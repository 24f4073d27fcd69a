// Copyright (c) 2025 Soumyadip Sarkar.
// All rights reserved.
//
// This source code is licensed under the license found in the
// LICENSE file in the root directory of this source tree.

use crate::commands::transactions::TransactionRow;
use crate::session::Session;
use crate::utils::{fmt_inr, maybe_print_json, pretty_table};
use anyhow::Result;

pub fn handle(session: &mut Session, m: &clap::ArgMatches) -> Result<()> {
    match m.subcommand() {
        Some(("list", sub)) => {
            let json_flag = sub.get_flag("json");
            let jsonl_flag = sub.get_flag("jsonl");
            let items = session.recurring();
            let data: Vec<TransactionRow> = items.iter().map(|t| TransactionRow::from(*t)).collect();
            if !maybe_print_json(json_flag, jsonl_flag, &data)? {
                if items.is_empty() {
                    println!("No recurring transactions.");
                    return Ok(());
                }
                let rows = items
                    .iter()
                    .map(|t| {
                        vec![
                            t.title.clone(),
                            t.r#type.to_string(),
                            t.category.clone(),
                            fmt_inr(&t.amount),
                            t.recurrence.as_str().to_string(),
                            t.id.clone(),
                        ]
                    })
                    .collect();
                println!(
                    "{}",
                    pretty_table(&["Title", "Type", "Category", "Amount", "Every", "Id"], rows)
                );
            }
        }
        Some(("stop", sub)) => {
            let id = sub.get_one::<String>("id").unwrap().trim();
            if session.stop_recurring(id) {
                println!("Transaction {} is no longer recurring", id);
            } else {
                println!("No transaction with id {}", id);
            }
        }
        _ => {}
    }
    Ok(())
}
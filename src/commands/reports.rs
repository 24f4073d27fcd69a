// Copyright (c) AlphaVelocity.
// All rights reserved.
//
// This source code is licensed under the license found in the
// LICENSE file in the root directory of this source tree.

use crate::session::Session;
use crate::utils::{fmt_inr, maybe_print_json, pretty_table};
use anyhow::Result;
use chrono::NaiveDate;

pub fn handle(session: &Session, m: &clap::ArgMatches, today: NaiveDate) -> Result<()> {
    match m.subcommand() {
        Some(("summary", sub)) => summary(session, sub, today)?,
        Some(("spend-by-category", sub)) => spend_by_category(session, sub)?,
        _ => {}
    }
    Ok(())
}

fn summary(session: &Session, sub: &clap::ArgMatches, today: NaiveDate) -> Result<()> {
    let json_flag = sub.get_flag("json");
    let jsonl_flag = sub.get_flag("jsonl");
    let totals = session.totals(today);
    if !maybe_print_json(json_flag, jsonl_flag, &totals)? {
        let data = vec![
            vec!["Total Income".to_string(), fmt_inr(&totals.total_income)],
            vec!["Total Expense".to_string(), fmt_inr(&totals.all_time_total_expense)],
            vec!["Balance".to_string(), fmt_inr(&totals.balance)],
            vec!["Spent This Week".to_string(), fmt_inr(&totals.weekly_expense)],
            vec!["Spent This Month".to_string(), fmt_inr(&totals.monthly_expense)],
        ];
        println!("{}", pretty_table(&["", "Amount"], data));
    }
    Ok(())
}

fn spend_by_category(session: &Session, sub: &clap::ArgMatches) -> Result<()> {
    let json_flag = sub.get_flag("json");
    let jsonl_flag = sub.get_flag("jsonl");
    let breakdown = session.expense_breakdown();
    if maybe_print_json(json_flag, jsonl_flag, &breakdown)? {
        return Ok(());
    }
    if breakdown.is_empty() {
        println!("No expense data to display.");
        return Ok(());
    }
    let mut data: Vec<Vec<String>> = breakdown
        .slices
        .iter()
        .map(|s| {
            vec![
                s.category.clone(),
                fmt_inr(&s.total),
                format!("{:.1}%", breakdown.share(s)),
            ]
        })
        .collect();
    data.push(vec![
        "Total Spent".to_string(),
        fmt_inr(&breakdown.total),
        "100.0%".to_string(),
    ]);
    println!("{}", pretty_table(&["Category", "Spent", "Share"], data));
    Ok(())
}
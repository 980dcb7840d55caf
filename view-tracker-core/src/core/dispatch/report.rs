use crate::core::config::{UpdateDataType, UpdateMethod};
use crate::core::tracking::{PlaybackState, VideoIdentity};
use derive_more::Display;
use serde::{Serialize, Serializer};
use serde_json::Value;
use url::Url;

/// A snapshot of the tracking state which is reported to the collector.
///
/// The snapshot is captured by value, so later state mutations never leak into a pending report.
/// Metadata which hasn't been fetched yet is reported as an empty value.
#[derive(Debug, Display, Clone, PartialEq, Serialize)]
#[display(
    "video {:?}, furthest reached {}, watch time {}",
    video_id,
    furthest_reached,
    total_watch_time
)]
pub struct UpdateReport {
    #[serde(serialize_with = "serialize_or_empty")]
    pub video_id: Option<String>,
    #[serde(serialize_with = "serialize_or_empty")]
    pub video_title: Option<String>,
    pub video_duration: f64,
    pub furthest_reached: f64,
    pub total_watch_time: u64,
    pub view_session_hash: String,
}

impl UpdateReport {
    /// Create a new report from the current tracking state.
    pub fn new(
        identity: &VideoIdentity,
        state: &PlaybackState,
        view_session_hash: impl Into<String>,
    ) -> Self {
        Self {
            video_id: identity.id.clone(),
            video_title: identity.title.clone(),
            video_duration: state.duration,
            furthest_reached: state.furthest_reached,
            total_watch_time: state.total_watch_time,
            view_session_hash: view_session_hash.into(),
        }
    }

    /// Returns the report as key/value parameters.
    /// All six parameters are always present, unknown metadata values are empty.
    pub fn as_params(&self) -> Vec<(&'static str, String)> {
        vec![
            ("video_id", self.video_id.clone().unwrap_or_default()),
            ("video_title", self.video_title.clone().unwrap_or_default()),
            ("video_duration", self.video_duration.to_string()),
            ("furthest_reached", self.furthest_reached.to_string()),
            ("total_watch_time", self.total_watch_time.to_string()),
            ("view_session_hash", self.view_session_hash.clone()),
        ]
    }
}

fn serialize_or_empty<S>(value: &Option<String>, serializer: S) -> Result<S::Ok, S::Error>
where
    S: Serializer,
{
    serializer.serialize_str(value.as_deref().unwrap_or_default())
}

/// A request to deliver a report to the collector.
#[derive(Debug, Display, Clone, PartialEq)]
#[display("{} {}", method, url)]
pub struct UpdateRequest {
    pub url: Url,
    pub method: UpdateMethod,
    pub data_type: UpdateDataType,
    pub report: UpdateReport,
}

/// The body of a collector response.
#[derive(Debug, Clone, PartialEq)]
pub enum ResponseBody {
    Json(Value),
    Text(String),
}

/// The response of the collector to an update.
#[derive(Debug, Clone, PartialEq)]
pub struct UpdateResponse {
    pub status: u16,
    pub body: ResponseBody,
}

impl UpdateResponse {
    /// Returns the json body of the response, if the response was parsed as json.
    pub fn json(&self) -> Option<&Value> {
        match &self.body {
            ResponseBody::Json(value) => Some(value),
            ResponseBody::Text(_) => None,
        }
    }
}
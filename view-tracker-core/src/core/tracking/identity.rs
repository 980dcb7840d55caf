use derive_more::Display;

/// The identity of the tracked video as reported by the player.
///
/// Each field is fetched independently from the player and remains [None] until its fetch resolved.
#[derive(Debug, Display, Default, Clone, PartialEq)]
#[display("id: {:?}, title: {:?}, duration: {:?}", id, title, duration)]
pub struct VideoIdentity {
    pub id: Option<String>,
    pub title: Option<String>,
    pub duration: Option<f64>,
}

impl VideoIdentity {
    /// Returns `true` when all metadata fetches have resolved.
    pub fn is_complete(&self) -> bool {
        self.id.is_some() && self.title.is_some() && self.duration.is_some()
    }
}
********
Look for the word "collector" in every line of the listing and copy the lines that have it.

Written answer:
/// A snapshot of the tracking state which is reported to the collector.
/// A request to deliver a report to the collector.
/// The body of a collector response.
/// The response of the collector to an update.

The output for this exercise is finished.